Now this is for 50 seeds.


----------



## gunsmoke (Nov 3, 2014)

Has anyone checked this out? I think 50 white widow seeds for $60 isn't too bad.
I'm tempted for outdoors instead of risking some more expensive seeds. 50 chrystal seeds $50 from Bc Canada.
   4 other smaller orders from maryjane in last couple monthes no problem. Most aren't name brand though crop king etc.


----------



## JustAnotherAntMarching (Nov 3, 2014)

IME you get what you pay for...  and for $1 a bean I wouldn't expect much...  other then problems...  what do you possibly need 50 seeds for??  
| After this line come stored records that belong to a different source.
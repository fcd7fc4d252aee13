use utoipa::OpenApi;
use utoipa_swagger_ui::SwaggerUi;

#[derive(OpenApi)]
#[openapi(
    info(
        title = "Inventory API",
        version = "0.1.0",
        description = r#"
# Inventory API

Create, list, restock and remove products.

## Error Handling

Every failure carries a single message:

```json
{ "error": "Product not found" }
```

Field constraint violations and missing keys answer `400`, unknown ids `404`,
store failures `500`.
        "#
    ),
    servers(
        (url = "http://localhost:8080", description = "Local development")
    ),
    tags(
        (name = "products", description = "Product records"),
        (name = "health", description = "Health check endpoints")
    ),
    paths(
        crate::handlers::products::create_product,
        crate::handlers::products::list_products,
        crate::handlers::products::update_product_quantity,
        crate::handlers::products::delete_product,
        crate::health::health_check,
    ),
    components(
        schemas(
            crate::entities::product::Model,
            crate::dto::product::CreateProductRequest,
            crate::dto::product::UpdateQuantityRequest,
            crate::errors::ErrorResponse,
            crate::health::HealthInfo,
            crate::health::HealthChecks,
            crate::health::HealthStatus,
        )
    )
)]
pub struct ApiDocV1;

pub fn swagger_ui() -> SwaggerUi {
    SwaggerUi::new("/swagger-ui")
        .url("/api-docs/openapi.json", ApiDocV1::openapi())
        .config(utoipa_swagger_ui::Config::from("/api-docs/openapi.json").try_it_out_enabled(true))
}
use clap::{Parser, Subcommand};
use inventory_api::migrator::Migrator;
use sea_orm::{ConnectOptions, Database};
use sea_orm_migration::prelude::*;
use std::time::Duration;
use tracing::{error, info};

/// Applies or rolls back the inventory schema
#[derive(Parser)]
#[command(name = "migration", version, about)]
struct Cli {
    /// Database URL; falls back to the DATABASE_URL environment variable
    #[arg(long, env = "DATABASE_URL", default_value = "sqlite://inventory.db?mode=rwc")]
    database_url: String,

    #[command(subcommand)]
    command: Option<Command>,
}

#[derive(Subcommand)]
enum Command {
    /// Apply all pending migrations (default)
    Up,
    /// Roll back the most recent migrations
    Down {
        #[arg(long, default_value_t = 1)]
        steps: u32,
    },
    /// List applied and pending migrations
    Status,
}

#[tokio::main]
async fn main() -> Result<(), DbErr> {
    tracing_subscriber::fmt()
        .with_max_level(tracing::Level::INFO)
        .init();

    let cli = Cli::parse();

    info!("Connecting to database: {}", cli.database_url);

    let mut options = ConnectOptions::new(cli.database_url);
    options
        .max_connections(5)
        .min_connections(1)
        .connect_timeout(Duration::from_secs(10))
        .acquire_timeout(Duration::from_secs(10))
        .idle_timeout(Duration::from_secs(300))
        .sqlx_logging(true);

    let db = Database::connect(options).await?;

    let result = match cli.command.unwrap_or(Command::Up) {
        Command::Up => Migrator::up(&db, None).await,
        Command::Down { steps } => Migrator::down(&db, Some(steps)).await,
        Command::Status => {
            for migration in Migrator::get_applied_migrations(&db).await? {
                println!("applied  {}", migration.name());
            }
            for migration in Migrator::get_pending_migrations(&db).await? {
                println!("pending  {}", migration.name());
            }
            Ok(())
        }
    };

    match &result {
        Ok(()) => info!("Migration command completed successfully"),
        Err(e) => error!("Migration command failed: {}", e),
    }

    result
}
buy quality genetics find a keeper and clone clone clone...


----------



## AluminumMonster (Nov 4, 2014)

justanotherantmarching said:


> ime you get what you pay for...  And for $1 a bean i wouldn't expect much...  Other then problems...  What do you possibly need 50 seeds for??
> 
> Buy quality genetics find a keeper and clone clone clone...



+1


----------



## The Hemp Goddess (Nov 4, 2014)

I'm with JAAM--you get what you pay for.  I would also be leery of seeds that were $1.  One thing to keep in mind is that this growing thing is about a 3-4 month process.  Starting with quality genetics can get you off to a good start.  You cannot make a silk purse out of a sow's ear and you cannot grow great dank unless you start with quality genetics.


----------



## gunsmoke (Nov 4, 2014)

I think this could be good for some people. How do you know the genetics are that bad? A couple people on a tight budget could split an order. I have seen on here where people were growing bagseeds. Actually I did that once a long time ago.
   Most likely they are being sold. For outside grows but I don't know. I'm just pointing out a way someone could get some cheap seeds.
    Many times I have grown some of the fancy strains ( I have several leftovers seeds in the freezer ) only to be disappointed maybe low yeild hermies etc. Finicky like an old English sports car. These are mostly European strains where they try to turn weed into an orchid. 
    I wont pay a whole lot for seeds anymore its more about how you grow it. I will say I haven't tried these but at that price it might be just the thing for someone on a budget.


----------



## JustAnotherAntMarching (Nov 5, 2014)

gunsmoke said:


> I think this could be good for some people. How do you know the genetics are that bad? A couple people on a tight budget could split an order. I have seen on here where people were growing bagseeds. Actually I did that once a long time ago.
> Most likely they are being sold. For outside grows but I don't know. I'm just pointing out a way someone could get some cheap seeds.
> Many times I have grown some of the fancy strains ( I have several leftovers seeds in the freezer ) only to be disappointed maybe low yeild hermies etc. Finicky like an old English sports car. These are mostly European strains where they try to turn weed into an orchid.
> I wont pay a whole lot for seeds anymore its more about how you grow it. I will say I haven't tried these but at that price it might be just the thing for someone on a budget.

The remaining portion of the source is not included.